**What to work on**
Retype the records exactly, with nothing added or dropped.

**Saved data entries**
_ _ _
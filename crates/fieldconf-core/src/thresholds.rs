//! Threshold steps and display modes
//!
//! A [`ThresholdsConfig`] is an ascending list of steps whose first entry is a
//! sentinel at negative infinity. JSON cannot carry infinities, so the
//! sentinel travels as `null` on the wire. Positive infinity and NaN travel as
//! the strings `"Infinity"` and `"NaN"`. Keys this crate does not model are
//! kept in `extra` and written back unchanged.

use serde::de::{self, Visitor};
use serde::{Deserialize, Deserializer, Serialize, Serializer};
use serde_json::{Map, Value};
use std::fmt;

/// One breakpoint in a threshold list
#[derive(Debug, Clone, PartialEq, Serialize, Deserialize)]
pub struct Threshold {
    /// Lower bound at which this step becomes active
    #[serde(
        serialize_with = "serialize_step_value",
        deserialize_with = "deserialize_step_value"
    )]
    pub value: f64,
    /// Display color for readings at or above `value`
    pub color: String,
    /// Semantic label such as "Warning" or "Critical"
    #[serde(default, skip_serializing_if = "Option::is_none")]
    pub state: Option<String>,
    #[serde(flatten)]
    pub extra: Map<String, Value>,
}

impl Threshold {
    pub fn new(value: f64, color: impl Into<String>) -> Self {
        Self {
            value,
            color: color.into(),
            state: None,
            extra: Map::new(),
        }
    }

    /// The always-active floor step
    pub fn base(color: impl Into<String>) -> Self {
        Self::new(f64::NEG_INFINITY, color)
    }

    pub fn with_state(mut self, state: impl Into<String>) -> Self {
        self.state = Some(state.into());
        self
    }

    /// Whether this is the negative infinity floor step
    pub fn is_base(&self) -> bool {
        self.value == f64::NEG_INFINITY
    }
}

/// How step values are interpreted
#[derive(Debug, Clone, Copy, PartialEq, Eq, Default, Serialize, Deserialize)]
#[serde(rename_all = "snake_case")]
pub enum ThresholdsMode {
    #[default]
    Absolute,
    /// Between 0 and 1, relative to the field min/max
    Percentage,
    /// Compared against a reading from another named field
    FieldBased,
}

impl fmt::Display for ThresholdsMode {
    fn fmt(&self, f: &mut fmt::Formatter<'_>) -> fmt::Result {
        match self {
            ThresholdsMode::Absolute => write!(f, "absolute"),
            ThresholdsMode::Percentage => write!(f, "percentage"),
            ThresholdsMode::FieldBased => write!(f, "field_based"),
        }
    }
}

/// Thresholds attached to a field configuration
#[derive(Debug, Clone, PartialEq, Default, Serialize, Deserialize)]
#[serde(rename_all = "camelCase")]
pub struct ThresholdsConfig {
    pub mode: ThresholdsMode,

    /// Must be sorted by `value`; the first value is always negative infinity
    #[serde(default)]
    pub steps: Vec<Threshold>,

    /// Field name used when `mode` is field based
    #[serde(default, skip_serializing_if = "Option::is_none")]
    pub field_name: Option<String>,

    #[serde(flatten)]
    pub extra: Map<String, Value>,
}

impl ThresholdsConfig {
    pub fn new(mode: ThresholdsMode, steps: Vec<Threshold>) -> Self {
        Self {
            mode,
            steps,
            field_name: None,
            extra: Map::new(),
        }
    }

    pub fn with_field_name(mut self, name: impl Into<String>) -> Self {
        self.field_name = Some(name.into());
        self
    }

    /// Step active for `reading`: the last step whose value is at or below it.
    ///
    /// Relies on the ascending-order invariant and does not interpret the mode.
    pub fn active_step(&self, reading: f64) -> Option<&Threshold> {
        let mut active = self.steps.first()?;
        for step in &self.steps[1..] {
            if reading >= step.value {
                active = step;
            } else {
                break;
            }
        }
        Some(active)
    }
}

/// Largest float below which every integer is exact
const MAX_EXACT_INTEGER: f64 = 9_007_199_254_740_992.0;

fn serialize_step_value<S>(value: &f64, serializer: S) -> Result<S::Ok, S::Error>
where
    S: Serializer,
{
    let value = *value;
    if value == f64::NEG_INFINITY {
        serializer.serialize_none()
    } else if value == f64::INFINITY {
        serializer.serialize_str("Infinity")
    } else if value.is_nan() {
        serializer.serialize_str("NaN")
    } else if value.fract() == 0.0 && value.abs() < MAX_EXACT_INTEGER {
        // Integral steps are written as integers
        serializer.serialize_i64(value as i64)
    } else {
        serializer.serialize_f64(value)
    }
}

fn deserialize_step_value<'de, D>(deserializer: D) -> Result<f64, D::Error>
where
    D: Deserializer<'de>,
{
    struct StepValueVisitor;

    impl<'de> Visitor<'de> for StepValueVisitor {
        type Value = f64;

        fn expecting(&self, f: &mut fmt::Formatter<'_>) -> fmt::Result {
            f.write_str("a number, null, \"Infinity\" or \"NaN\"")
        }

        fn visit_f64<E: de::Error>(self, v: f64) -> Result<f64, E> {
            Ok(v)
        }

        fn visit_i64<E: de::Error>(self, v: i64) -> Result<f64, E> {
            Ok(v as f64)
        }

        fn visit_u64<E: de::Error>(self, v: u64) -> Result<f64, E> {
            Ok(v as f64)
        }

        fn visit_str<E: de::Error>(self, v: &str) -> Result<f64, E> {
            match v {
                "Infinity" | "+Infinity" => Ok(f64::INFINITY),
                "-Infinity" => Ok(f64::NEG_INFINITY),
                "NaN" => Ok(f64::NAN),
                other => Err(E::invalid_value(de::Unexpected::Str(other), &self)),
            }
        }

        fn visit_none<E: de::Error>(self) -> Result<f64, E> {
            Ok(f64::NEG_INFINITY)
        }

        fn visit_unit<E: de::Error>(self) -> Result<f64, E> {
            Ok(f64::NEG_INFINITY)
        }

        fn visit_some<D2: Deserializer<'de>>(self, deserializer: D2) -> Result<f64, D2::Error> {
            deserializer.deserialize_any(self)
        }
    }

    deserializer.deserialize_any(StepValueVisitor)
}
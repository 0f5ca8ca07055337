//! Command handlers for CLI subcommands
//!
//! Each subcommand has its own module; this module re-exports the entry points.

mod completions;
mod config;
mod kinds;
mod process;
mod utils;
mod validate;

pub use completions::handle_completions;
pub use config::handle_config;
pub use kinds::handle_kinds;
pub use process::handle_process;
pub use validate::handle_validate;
_ _ _
**Result of the exercise**
filename crates/fieldconf-core/src/thresholds.rs
//! Threshold steps and display modes
//!
//! A [`ThresholdsConfig`] is an ascending list of steps whose first entry is a
//! sentinel at negative infinity. JSON cannot carry infinities, so the
//! sentinel travels as `null` on the wire. Positive infinity and NaN travel as
//! the strings `"Infinity"` and `"NaN"`. Keys this crate does not model are
//! kept in `extra` and written back unchanged.

use serde::de::{self, Visitor};
use serde::{Deserialize, Deserializer, Serialize, Serializer};
use serde_json::{Map, Value};
use std::fmt;

/// One breakpoint in a threshold list
#[derive(Debug, Clone, PartialEq, Serialize, Deserialize)]
pub struct Threshold {
    /// Lower bound at which this step becomes active
    #[serde(
        serialize_with = "serialize_step_value",
        deserialize_with = "deserialize_step_value"
    )]
    pub value: f64,
    /// Display color for readings at or above `value`
    pub color: String,
    /// Semantic label such as "Warning" or "Critical"
    #[serde(default, skip_serializing_if = "Option::is_none")]
    pub state: Option<String>,
    #[serde(flatten)]
    pub extra: Map<String, Value>,
}

impl Threshold {
    pub fn new(value: f64, color: impl Into<String>) -> Self {
        Self {
            value,
            color: color.into(),
            state: None,
            extra: Map::new(),
        }
    }

    /// The always-active floor step
    pub fn base(color: impl Into<String>) -> Self {
        Self::new(f64::NEG_INFINITY, color)
    }

    pub fn with_state(mut self, state: impl Into<String>) -> Self {
        self.state = Some(state.into());
        self
    }

    /// Whether this is the negative infinity floor step
    pub fn is_base(&self) -> bool {
        self.value == f64::NEG_INFINITY
    }
}

/// How step values are interpreted
#[derive(Debug, Clone, Copy, PartialEq, Eq, Default, Serialize, Deserialize)]
#[serde(rename_all = "snake_case")]
pub enum ThresholdsMode {
    #[default]
    Absolute,
    /// Between 0 and 1, relative to the field min/max
    Percentage,
    /// Compared against a reading from another named field
    FieldBased,
}

impl fmt::Display for ThresholdsMode {
    fn fmt(&self, f: &mut fmt::Formatter<'_>) -> fmt::Result {
        match self {
            ThresholdsMode::Absolute => write!(f, "absolute"),
            ThresholdsMode::Percentage => write!(f, "percentage"),
            ThresholdsMode::FieldBased => write!(f, "field_based"),
        }
    }
}

/// Thresholds attached to a field configuration
#[derive(Debug, Clone, PartialEq, Default, Serialize, Deserialize)]
#[serde(rename_all = "camelCase")]
pub struct ThresholdsConfig {
    pub mode: ThresholdsMode,

    /// Must be sorted by `value`; the first value is always negative infinity
    #[serde(default)]
    pub steps: Vec<Threshold>,

    /// Field name used when `mode` is field based
    #[serde(default, skip_serializing_if = "Option::is_none")]
    pub field_name: Option<String>,

    #[serde(flatten)]
    pub extra: Map<String, Value>,
}

impl ThresholdsConfig {
    pub fn new(mode: ThresholdsMode, steps: Vec<Threshold>) -> Self {
        Self {
            mode,
            steps,
            field_name: None,
            extra: Map::new(),
        }
    }

    pub fn with_field_name(mut self, name: impl Into<String>) -> Self {
        self.field_name = Some(name.into());
        self
    }

    /// Step active for `reading`: the last step whose value is at or below it.
    ///
    /// Relies on the ascending-order invariant and does not interpret the mode.
    pub fn active_step(&self, reading: f64) -> Option<&Threshold> {
        let mut active = self.steps.first()?;
        for step in &self.steps[1..] {
            if reading >= step.value {
                active = step;
            } else {
                break;
            }
        }
        Some(active)
    }
}

/// Largest float below which every integer is exact
const MAX_EXACT_INTEGER: f64 = 9_007_199_254_740_992.0;

fn serialize_step_value<S>(value: &f64, serializer: S) -> Result<S::Ok, S::Error>
where
    S: Serializer,
{
    let value = *value;
    if value == f64::NEG_INFINITY {
        serializer.serialize_none()
    } else if value == f64::INFINITY {
        serializer.serialize_str("Infinity")
    } else if value.is_nan() {
        serializer.serialize_str("NaN")
    } else if value.fract() == 0.0 && value.abs() < MAX_EXACT_INTEGER {
        // Integral steps are written as integers
        serializer.serialize_i64(value as i64)
    } else {
        serializer.serialize_f64(value)
    }
}

fn deserialize_step_value<'de, D>(deserializer: D) -> Result<f64, D::Error>
where
    D: Deserializer<'de>,
{
    struct StepValueVisitor;

    impl<'de> Visitor<'de> for StepValueVisitor {
        type Value = f64;

        fn expecting(&self, f: &mut fmt::Formatter<'_>) -> fmt::Result {
            f.write_str("a number, null, \"Infinity\" or \"NaN\"")
        }

        fn visit_f64<E: de::Error>(self, v: f64) -> Result<f64, E> {
            Ok(v)
        }

        fn visit_i64<E: de::Error>(self, v: i64) -> Result<f64, E> {
            Ok(v as f64)
        }

        fn visit_u64<E: de::Error>(self, v: u64) -> Result<f64, E> {
            Ok(v as f64)
        }

        fn visit_str<E: de::Error>(self, v: &str) -> Result<f64, E> {
            match v {
                "Infinity" | "+Infinity" => Ok(f64::INFINITY),
                "-Infinity" => Ok(f64::NEG_INFINITY),
                "NaN" => Ok(f64::NAN),
                other => Err(E::invalid_value(de::Unexpected::Str(other), &self)),
            }
        }

        fn visit_none<E: de::Error>(self) -> Result<f64, E> {
            Ok(f64::NEG_INFINITY)
        }

        fn visit_unit<E: de::Error>(self) -> Result<f64, E> {
            Ok(f64::NEG_INFINITY)
        }

        fn visit_some<D2: Deserializer<'de>>(self, deserializer: D2) -> Result<f64, D2::Error> {
            deserializer.deserialize_any(self)
        }
    }

    deserializer.deserialize_any(StepValueVisitor)
}
repository 0f5ca8ca07055337
//! Command handlers for CLI subcommands
//!
//! Each subcommand has its own module; this module re-exports the entry points.

mod completions;
mod config;
mod kinds;
mod process;
mod utils;
mod validate;

pub use completions::handle_completions;
pub use config::handle_config;
pub use kinds::handle_kinds;
pub use process::handle_process;
pub use validate::handle_validate;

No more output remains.